Give the number of lines in the data below that contain "Maximum", with no other words.

-- Source records follows --

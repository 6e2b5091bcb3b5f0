//! The interpreter root: pseudo-heap singletons, threads, scheduler loop,
//! and the host boundary.
//!
//! One `Interpreter` is one world. Hosts construct it, register extra
//! natives, load programs, spawn threads, and drive `run` from their event
//! loop; `snapshot`/`restore` checkpoint the whole thing between runs.

use indexmap::IndexMap;
use serde::{Deserialize, Serialize};
use serde_json::Value as Json;
use std::collections::HashMap;

use burrow_ast::{AstArena, NodeIx, NodeKind};

use crate::error::{DecodeError, EngineError, EngineResult};
use crate::heap::{ObjRef, Registry};
use crate::host::{Clock, MonotonicClock};
use crate::natives::NativeRegistry;
use crate::object::{
    ClassTag, FunctionSlots, InternalSlots, Property, PropertyAttrs, PsObject,
};
use crate::scheduler::Scheduler;
use crate::scope::{populate_scope, ScopePolicy, ScopeRef};
use crate::step::{self, State, StateArena, StateIx};
use crate::thread::{Blocker, Thread, ThreadId, ThreadStatus};
use crate::value::Value;

/// Error classes every world carries.
pub const ERROR_CLASSES: [&str; 8] = [
    "Error",
    "TypeError",
    "RangeError",
    "ReferenceError",
    "SyntaxError",
    "URIError",
    "EvalError",
    "PermissionError",
];

/// Restrictions on one interpreter.
#[derive(Debug, Clone, PartialEq, Eq, Serialize, Deserialize)]
pub struct EngineLimits {
    /// Steps one thread may take per scheduler slice
    pub step_budget: u32,
    /// Maximum nested user-function frames per thread
    pub max_call_depth: usize,
    /// Maximum live states across all threads
    pub max_states: usize,
}

impl Default for EngineLimits {
    fn default() -> Self {
        Self {
            step_budget: 1_000,
            max_call_depth: 256,
            max_states: 1_000_000,
        }
    }
}

/// Why `run` returned.
#[derive(Debug, Clone, Copy, PartialEq, Eq)]
pub enum RunState {
    /// Every thread has finished
    Done,
    /// Only sleeping or blocked threads remain
    Idle,
    /// The step budget ran out with work left
    Budget,
}

/// Result of a thread that has been reaped.
#[derive(Debug, Clone)]
pub struct FinishedThread {
    /// Completion value of the thread's last expression
    pub result: Value,
    /// Uncaught user error, when the thread died on one
    pub uncaught: Option<Value>,
}

/// The world's built-in singletons.
///
/// These exist before any program runs and before any snapshot decodes;
/// the decoder rebinds them from record 0 rather than fabricating them.
#[derive(Debug)]
pub struct Builtins {
    /// The global object (`this` at top level)
    pub global: ObjRef,
    pub object_proto: ObjRef,
    pub function_proto: ObjRef,
    pub array_proto: ObjRef,
    pub string_proto: ObjRef,
    pub number_proto: ObjRef,
    pub boolean_proto: ObjRef,
    pub date_proto: ObjRef,
    pub regexp_proto: ObjRef,
    pub error_proto: ObjRef,
    pub map_proto: ObjRef,
    pub set_proto: ObjRef,
    pub weakmap_proto: ObjRef,
    pub weakset_proto: ObjRef,
    pub thread_proto: ObjRef,
    pub server_proto: ObjRef,
    /// Prototypes of the error classes, `Error` included
    pub error_protos: IndexMap<String, ObjRef>,
}

impl Builtins {
    /// Allocates the singleton graph for a fresh world.
    pub fn bootstrap() -> Self {
        let object_proto = ObjRef::new(PsObject::new(ClassTag::Object, None));
        let child = |class| ObjRef::new(PsObject::new(class, Some(object_proto.clone())));

        let error_proto = child(ClassTag::Object);
        let mut error_protos = IndexMap::new();
        error_protos.insert("Error".to_string(), error_proto.clone());
        for name in &ERROR_CLASSES[1..] {
            error_protos.insert(
                name.to_string(),
                ObjRef::new(PsObject::new(ClassTag::Object, Some(error_proto.clone()))),
            );
        }

        Self {
            global: child(ClassTag::Object),
            function_proto: child(ClassTag::Object),
            array_proto: child(ClassTag::Object),
            string_proto: child(ClassTag::Object),
            number_proto: child(ClassTag::Object),
            boolean_proto: child(ClassTag::Object),
            date_proto: child(ClassTag::Object),
            regexp_proto: child(ClassTag::Object),
            map_proto: child(ClassTag::Object),
            set_proto: child(ClassTag::Object),
            weakmap_proto: child(ClassTag::Object),
            weakset_proto: child(ClassTag::Object),
            thread_proto: child(ClassTag::Object),
            server_proto: child(ClassTag::Object),
            error_proto,
            error_protos,
            object_proto,
        }
    }

    /// Default prototype for a class (`proto` omitted in records).
    pub fn default_proto(&self, class: ClassTag) -> ObjRef {
        match class {
            ClassTag::Object | ClassTag::Arguments | ClassTag::Box => self.object_proto.clone(),
            ClassTag::Function => self.function_proto.clone(),
            ClassTag::Array => self.array_proto.clone(),
            ClassTag::Date => self.date_proto.clone(),
            ClassTag::RegExp => self.regexp_proto.clone(),
            ClassTag::Error => self.error_proto.clone(),
            ClassTag::Map => self.map_proto.clone(),
            ClassTag::Set => self.set_proto.clone(),
            ClassTag::WeakMap => self.weakmap_proto.clone(),
            ClassTag::WeakSet => self.weakset_proto.clone(),
            ClassTag::Thread => self.thread_proto.clone(),
            ClassTag::Server => self.server_proto.clone(),
        }
    }

    /// Named prototype table for record 0.
    pub fn proto_entries(&self) -> Vec<(&'static str, ObjRef)> {
        vec![
            ("object", self.object_proto.clone()),
            ("function", self.function_proto.clone()),
            ("array", self.array_proto.clone()),
            ("string", self.string_proto.clone()),
            ("number", self.number_proto.clone()),
            ("boolean", self.boolean_proto.clone()),
            ("date", self.date_proto.clone()),
            ("regexp", self.regexp_proto.clone()),
            ("error", self.error_proto.clone()),
            ("map", self.map_proto.clone()),
            ("set", self.set_proto.clone()),
            ("weakmap", self.weakmap_proto.clone()),
            ("weakset", self.weakset_proto.clone()),
            ("thread", self.thread_proto.clone()),
            ("server", self.server_proto.clone()),
            ("global", self.global.clone()),
        ]
    }
}

/// A running world.
pub struct Interpreter {
    ast: AstArena,
    states: StateArena,
    threads: IndexMap<u64, Thread>,
    finished: HashMap<u64, FinishedThread>,
    scheduler: Scheduler,
    registry: Registry,
    natives: NativeRegistry,
    builtins: Builtins,
    global_scope: ScopeRef,
    scope_policy: ScopePolicy,
    limits: EngineLimits,
    clock: Box<dyn Clock>,
    next_thread_id: u64,
}
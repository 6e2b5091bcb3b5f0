//! Snapshot decoder.
//!
//! Decoding happens entirely off to the side: pass one allocates a stub per
//! record (resolving native-function ids against the live table), pass two
//! populates prototypes, properties, collections, scopes, states, and
//! threads, and only a fully validated world is handed back for
//! installation. Any error leaves the interpreter exactly as it was.

use std::collections::HashSet;

use indexmap::IndexMap;
use serde_json::Value as Json;

use burrow_ast::{AstArena, NodeIx};

use crate::error::DecodeError;
use crate::heap::{ObjRef, Registry};
use crate::interp::{Builtins, Interpreter, ERROR_CLASSES};
use crate::object::{
    self, ClassTag, FunctionSlots, InternalSlots, Property, PropertyAttrs, PsObject,
};
use crate::scope::{ScopePolicy, ScopeRef};
use crate::step::{State, StateArena, StateIx};
use crate::thread::{Abrupt, Blocker, Thread, ThreadId, ThreadStatus};
use crate::value::Value;

use super::SNAPSHOT_VERSION;

/// Fully decoded world, ready to install.
pub(crate) struct RestoredWorld {
    pub ast: AstArena,
    pub states: StateArena,
    pub threads: IndexMap<u64, Thread>,
    pub runnable: Vec<ThreadId>,
    pub global_scope: ScopeRef,
    pub registry: Registry,
    pub builtins: Builtins,
    pub next_thread_id: u64,
    pub scope_policy: ScopePolicy,
}

enum Slot {
    Interp,
    Ast,
    Registry,
    Obj(ObjRef),
    Scope(ScopeRef),
    State(StateIx),
    Thread(usize),
}

pub(super) fn decode_world(
    interp: &Interpreter,
    records: &[Json],
) -> Result<RestoredWorld, DecodeError> {
    let mut decoder = Decoder::new(interp, records)?;
    decoder.pass_stubs()?;
    decoder.finish()
}

struct Decoder<'a> {
    interp: &'a Interpreter,
    records: &'a [Json],
    slots: Vec<Slot>,
    states: StateArena,
    threads: Vec<Option<Thread>>,
    ast: Option<AstArena>,
    placeholder_scope: ScopeRef,
}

-- Source records concluded --

→ Result for this task:
2